The vice which constantly seeks more possessions.

The Reverend Dr James Hawkey Canon Theologian

Sunday, 4th August 2019 at 11.15 AM

In March this year, the UK Government Statistical Service released the UK’s statistics on waste. Given the state of our environment and the urgency of the climate emergency, some of this information is reassuring. The recycling of household waste was up in 2017 to 45.7%. However, in 2016, 24.4% of the nation’s waste – that’s 52.3 million tonnes – went to landfill. Much remains un-recyclable, and those figures do not include the 41.1 million tonnes of commercial and industrial waste disposed of in the same year.

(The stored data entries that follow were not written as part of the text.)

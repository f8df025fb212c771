// SPDX-License-Identifier: AGPL-3.0-or-later
//
// Copyright (C) 2026 Relational Network

//! Per-state fraud statistics.
//!
//! Case intake and resolution keep the counters current; admins can load
//! baseline figures for years that predate the portal.

use axum::{
    extract::{Path, State},
    Json,
};
use serde::Serialize;
use utoipa::ToSchema;

use super::extract::{ApiJson, ApiQuery};
use crate::{
    auth::{AdminOnly, Auth},
    error::ApiError,
    state::AppState,
    storage::{NationalTotals, StateFraudStats, StateStatsRepository, StatsBaseline, StatsFilter},
};

#[derive(Debug, Serialize, ToSchema)]
pub struct StateStatsResponse {
    #[serde(skip_serializing_if = "Option::is_none")]
    pub year: Option<i32>,
    pub totals: NationalTotals,
    /// Highest case count first.
    pub states: Vec<StateFraudStats>,
}

#[utoipa::path(
    get,
    path = "/api/stats/states",
    tag = "Statistics",
    security(("bearer_auth" = [])),
    params(StatsFilter),
    responses(
        (status = 200, description = "Statistics by state", body = StateStatsResponse)
    )
)]
pub async fn list_state_stats(
    Auth(_user): Auth,
    State(state): State<AppState>,
    ApiQuery(filter): ApiQuery<StatsFilter>,
) -> Result<Json<StateStatsResponse>, ApiError> {
    let repo = StateStatsRepository::new(&state.db);
    Ok(Json(StateStatsResponse {
        year: filter.year,
        totals: repo.totals(&filter)?,
        states: repo.list(&filter)?,
    }))
}

#[utoipa::path(
    get,
    path = "/api/stats/states/{code}",
    tag = "Statistics",
    security(("bearer_auth" = [])),
    params(("code" = String, Path, description = "Two-letter state code")),
    responses(
        (status = 200, description = "Yearly statistics for the state", body = Vec<StateFraudStats>),
        (status = 404, description = "Unknown state code")
    )
)]
pub async fn get_state_stats(
    Auth(_user): Auth,
    State(state): State<AppState>,
    Path(code): Path<String>,
) -> Result<Json<Vec<StateFraudStats>>, ApiError> {
    Ok(Json(StateStatsRepository::new(&state.db).for_state(&code)?))
}

/// Replace the baseline figures for one state and year.
#[utoipa::path(
    put,
    path = "/api/stats/states/{code}",
    tag = "Statistics",
    security(("bearer_auth" = [])),
    params(("code" = String, Path, description = "Two-letter state code")),
    request_body = StatsBaseline,
    responses(
        (status = 200, description = "Statistics stored", body = StateFraudStats),
        (status = 400, description = "Invalid figures"),
        (status = 403, description = "Admin only"),
        (status = 404, description = "Unknown state code")
    )
)]
pub async fn put_state_stats(
    AdminOnly(admin): AdminOnly,
    State(state): State<AppState>,
    Path(code): Path<String>,
    ApiJson(baseline): ApiJson<StatsBaseline>,
) -> Result<Json<StateFraudStats>, ApiError> {
    let stats = StateStatsRepository::new(&state.db).upsert_baseline(&code, baseline)?;
    tracing::info!(state = %stats.state_code, year = stats.year, user_id = %admin.user_id, "State baseline stored");
    Ok(Json(stats))
}
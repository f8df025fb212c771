// SPDX-License-Identifier: AGPL-3.0-or-later
//
// Copyright (C) 2026 Relational Network

//! Wallet watchlist repository.
//!
//! Addresses are normalized per chain and unique per `(blockchain, address)`.
//! Creates and updates are audited.

use chrono::{DateTime, Utc};
use serde::{Deserialize, Serialize};
use utoipa::{IntoParams, ToSchema};

use super::super::audit::{AuditContext, Audited, Mutation};
use super::super::database::{
    claim_unique, ensure_exists, lookup_unique, put_json, require_json, Database, Page,
    Pagination, Record, StorageError, StorageResult, CASES, WALLETS, WALLET_ADDRESSES,
};
use super::timeline::TimelineEventType;
use crate::blockchain::{EntityKind, LedgerAction};
use crate::models::{limit_text, Blockchain};

#[derive(Debug, Clone, Copy, PartialEq, Eq, Serialize, Deserialize, ToSchema)]
#[serde(rename_all = "lowercase")]
pub enum WalletStatus {
    /// Under observation
    Monitoring,
    /// Confirmed as involved in fraud
    Flagged,
    /// Freeze requested at the exchange
    Frozen,
    /// Investigated and found clean
    Cleared,
}

impl Default for WalletStatus {
    fn default() -> Self {
        Self::Monitoring
    }
}

#[derive(Debug, Clone, Copy, PartialEq, Eq, PartialOrd, Ord, Serialize, Deserialize, ToSchema)]
#[serde(rename_all = "lowercase")]
pub enum RiskLevel {
    Low,
    Medium,
    High,
    Critical,
}

impl RiskLevel {
    /// Bucket a 0-100 risk score.
    pub fn from_score(score: u8) -> Self {
        match score {
            0..=24 => RiskLevel::Low,
            25..=49 => RiskLevel::Medium,
            50..=74 => RiskLevel::High,
            _ => RiskLevel::Critical,
        }
    }
}

#[derive(Debug, Clone, Serialize, Deserialize, ToSchema)]
pub struct WatchedWallet {
    pub id: String,
    /// Normalized address.
    pub address: String,
    pub blockchain: Blockchain,
    #[serde(skip_serializing_if = "Option::is_none")]
    pub label: Option<String>,
    pub risk_score: u8,
    /// Always derived from `risk_score`.
    pub risk_level: RiskLevel,
    pub status: WalletStatus,
    #[serde(skip_serializing_if = "Option::is_none")]
    pub notes: Option<String>,
    #[serde(default)]
    pub tags: Vec<String>,
    #[serde(skip_serializing_if = "Option::is_none")]
    pub case_id: Option<String>,
    pub created_by: Option<String>,
    pub created_at: DateTime<Utc>,
    pub updated_at: DateTime<Utc>,
}

impl Record for WatchedWallet {
    fn id(&self) -> &str {
        &self.id
    }
}
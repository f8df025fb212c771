// SPDX-License-Identifier: AGPL-3.0-or-later
//
// Copyright (C) 2026 Relational Network

//! # Runtime Configuration
//!
//! Configuration is loaded from the environment once at startup.
//!
//! ## Environment Variables
//!
//! | Variable | Description | Default |
//! |----------|-------------|---------|
//! | `DATA_DIR` | Directory holding `portal.redb` | `./data` |
//! | `HOST` | Server bind address | `0.0.0.0` |
//! | `PORT` | Server bind port | `8080` |
//! | `JWT_SECRET` | HS256 signing secret (unset = development auth) | unset |
//! | `JWT_ISSUER` | Issuer claim written and validated | `cryptocase-portal` |
//! | `TOKEN_TTL_SECS` | Lifetime of issued tokens | `28800` |
//! | `LEDGER_CONFIRMATION_DELAY_SECS` | Delay before an audit row is confirmed | `3` |
//! | `LEDGER_POLL_INTERVAL_MS` | Confirmation worker sweep interval | `500` |
//! | `NODE_HEARTBEAT_INTERVAL_SECS` | Node heartbeat interval | `10` |
//! | `SEED_ADMIN_USERNAME` / `SEED_ADMIN_PASSWORD` | Bootstrap admin account | unset |
//! | `STATIC_DIR` | SPA build served for non-API paths | unset |
//! | `LOG_FORMAT` | Logging format (`json` or `pretty`) | `pretty` |
//! | `RUST_LOG` | Log level filter | `info,tower_http=debug` |

use std::path::PathBuf;
use std::str::FromStr;
use std::time::Duration;

pub const DATA_DIR_ENV: &str = "DATA_DIR";
pub const HOST_ENV: &str = "HOST";
pub const PORT_ENV: &str = "PORT";
pub const JWT_SECRET_ENV: &str = "JWT_SECRET";
pub const JWT_ISSUER_ENV: &str = "JWT_ISSUER";
pub const TOKEN_TTL_ENV: &str = "TOKEN_TTL_SECS";
pub const CONFIRMATION_DELAY_ENV: &str = "LEDGER_CONFIRMATION_DELAY_SECS";
pub const POLL_INTERVAL_ENV: &str = "LEDGER_POLL_INTERVAL_MS";
pub const HEARTBEAT_INTERVAL_ENV: &str = "NODE_HEARTBEAT_INTERVAL_SECS";
pub const SEED_ADMIN_USERNAME_ENV: &str = "SEED_ADMIN_USERNAME";
pub const SEED_ADMIN_PASSWORD_ENV: &str = "SEED_ADMIN_PASSWORD";
pub const STATIC_DIR_ENV: &str = "STATIC_DIR";
pub const LOG_FORMAT_ENV: &str = "LOG_FORMAT";

/// Database file name inside `DATA_DIR`.
pub const DATABASE_FILE: &str = "portal.redb";

pub const DEFAULT_ISSUER: &str = "cryptocase-portal";
pub const DEFAULT_TOKEN_TTL_SECS: u64 = 8 * 60 * 60;

#[derive(Debug, Clone, Copy, PartialEq, Eq)]
pub enum LogFormat {
    Pretty,
    Json,
}

impl LogFormat {
    /// Read `LOG_FORMAT` alone, so tracing can start before the rest of
    /// the configuration is parsed.
    pub fn from_env() -> Self {
        Self::from_lookup(|key| std::env::var(key).ok())
    }

    pub fn from_lookup<F>(lookup: F) -> Self
    where
        F: Fn(&str) -> Option<String>,
    {
        match lookup(LOG_FORMAT_ENV) {
            Some(value) if value.trim().eq_ignore_ascii_case("json") => Self::Json,
            _ => Self::Pretty,
        }
    }
}

/// Bootstrap administrator created at startup if absent.
#[derive(Clone)]
pub struct SeedAdmin {
    pub username: String,
    pub password: String,
}

impl std::fmt::Debug for SeedAdmin {
    fn fmt(&self, f: &mut std::fmt::Formatter<'_>) -> std::fmt::Result {
        f.debug_struct("SeedAdmin")
            .field("username", &self.username)
            .field("password", &"<redacted>")
            .finish()
    }
}

#[derive(Clone)]
pub struct ServerConfig {
    pub data_dir: PathBuf,
    pub host: String,
    pub port: u16,
    pub jwt_secret: Option<String>,
    pub jwt_issuer: String,
    pub token_ttl: Duration,
    pub confirmation_delay: Duration,
    pub poll_interval: Duration,
    pub heartbeat_interval: Duration,
    pub seed_admin: Option<SeedAdmin>,
    pub static_dir: Option<PathBuf>,
    pub log_format: LogFormat,
}

impl std::fmt::Debug for ServerConfig {
    fn fmt(&self, f: &mut std::fmt::Formatter<'_>) -> std::fmt::Result {
        f.debug_struct("ServerConfig")
            .field("data_dir", &self.data_dir)
            .field("host", &self.host)
            .field("port", &self.port)
            .field("jwt_secret", &self.jwt_secret.as_ref().map(|_| "<redacted>"))
            .field("jwt_issuer", &self.jwt_issuer)
            .field("token_ttl", &self.token_ttl)
            .field("confirmation_delay", &self.confirmation_delay)
            .field("poll_interval", &self.poll_interval)
            .field("heartbeat_interval", &self.heartbeat_interval)
            .field("seed_admin", &self.seed_admin)
            .field("static_dir", &self.static_dir)
            .field("log_format", &self.log_format)
            .finish()
    }
}

impl Default for ServerConfig {
    fn default() -> Self {
        Self {
            data_dir: PathBuf::from("./data"),
            host: "0.0.0.0".to_string(),
            port: 8080,
            jwt_secret: None,
            jwt_issuer: DEFAULT_ISSUER.to_string(),
            token_ttl: Duration::from_secs(DEFAULT_TOKEN_TTL_SECS),
            confirmation_delay: Duration::from_secs(3),
            poll_interval: Duration::from_millis(500),
            heartbeat_interval: Duration::from_secs(10),
            seed_admin: None,
            static_dir: None,
            log_format: LogFormat::Pretty,
        }
    }
}

impl ServerConfig {
    /// Read configuration from the process environment.
    pub fn from_env() -> Self {
        Self::from_lookup(|key| std::env::var(key).ok())
    }

    /// Build from an arbitrary variable lookup.
    pub fn from_lookup<F>(lookup: F) -> Self
    where
        F: Fn(&str) -> Option<String>,
    {
        let defaults = Self::default();
        let text = |key: &str| lookup(key).map(|v| v.trim().to_string()).filter(|v| !v.is_empty());

        let seed_admin = match (text(SEED_ADMIN_USERNAME_ENV), lookup(SEED_ADMIN_PASSWORD_ENV)) {
            (Some(username), Some(password)) if !password.is_empty() => Some(SeedAdmin { username, password }),
            (Some(_), _) => {
                tracing::warn!("{SEED_ADMIN_USERNAME_ENV} set without {SEED_ADMIN_PASSWORD_ENV}; no admin seeded");
                None
            }
            _ => None,
        };

        Self {
            data_dir: text(DATA_DIR_ENV).map(PathBuf::from).unwrap_or(defaults.data_dir),
            host: text(HOST_ENV).unwrap_or(defaults.host),
            port: parse_or(&lookup, PORT_ENV, defaults.port),
            jwt_secret: lookup(JWT_SECRET_ENV).filter(|s| !s.is_empty()),
            jwt_issuer: text(JWT_ISSUER_ENV).unwrap_or(defaults.jwt_issuer),
            token_ttl: Duration::from_secs(parse_or(&lookup, TOKEN_TTL_ENV, DEFAULT_TOKEN_TTL_SECS)),
            confirmation_delay: Duration::from_secs(parse_or(&lookup, CONFIRMATION_DELAY_ENV, 3)),
            poll_interval: Duration::from_millis(positive_or(&lookup, POLL_INTERVAL_ENV, 500)),
            heartbeat_interval: Duration::from_secs(positive_or(&lookup, HEARTBEAT_INTERVAL_ENV, 10)),
            seed_admin,
            static_dir: text(STATIC_DIR_ENV).map(PathBuf::from),
            log_format: LogFormat::from_lookup(&lookup),
        }
    }

    pub fn database_path(&self) -> PathBuf {
        self.data_dir.join(DATABASE_FILE)
    }

    pub fn bind_address(&self) -> String {
        format!("{}:{}", self.host, self.port)
    }
}

/// Parse a numeric variable, falling back to `default` with a warning.
fn parse_or<T, F>(lookup: &F, key: &str, default: T) -> T
where
    T: FromStr + Copy + std::fmt::Display,
    F: Fn(&str) -> Option<String>,
{
    match lookup(key) {
        None => default,
        Some(raw) => match raw.trim().parse::<T>() {
            Ok(value) => value,
            Err(_) => {
                tracing::warn!(variable = key, value = %raw, default = %default, "Invalid value, using default");
                default
            }
        },
    }
}

/// Like [`parse_or`], but zero is also rejected. Used for loop intervals.
fn positive_or<F>(lookup: &F, key: &str, default: u64) -> u64
where
    F: Fn(&str) -> Option<String>,
{
    match parse_or(lookup, key, default) {
        0 => {
            tracing::warn!(variable = key, default, "Interval must be positive, using default");
            default
        }
        value => value,
    }
}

The sad truth is that we are still a throw-away society. Some of that perhaps can’t easily be helped, and factors including population growth and the cheap plastics industry have simply aggravated an issue which has always demanded strategic and careful response throughout history. No doubt the limiting of single use plastic bags and bottles is tremendous and to be strongly encouraged, but the global picture is poor and depressing. The other side of our throw-away culture – perhaps almost ironically – seems to be the inordinate value we place on accumulating “stuff.” Now, it is not my intention to attack the material: far from it. Christians have got themselves into all sorts of mess down the ages through falling into that trap! But we have a peculiar relationship with matter: we hoard it, but we also dispose of it often without a moment’s notice. Cost over quality and longevity, function over beauty, sometimes even crude use over dignity.

In today’s Gospel, through a parable, Jesus teaches his listening crowd to be on guard against a very particular thing: the vice which constantly seeks more possessions. Possessions are not themselves – necessarily – the issue. The problem is rather that devouring characteristic which always seeks more. In our own culture, yes, more that can be hoarded, but also perhaps more that can be bought, consumed, chucked and replaced. The parable ends with a warning for those who store up treasures for themselves, but are not rich towards God.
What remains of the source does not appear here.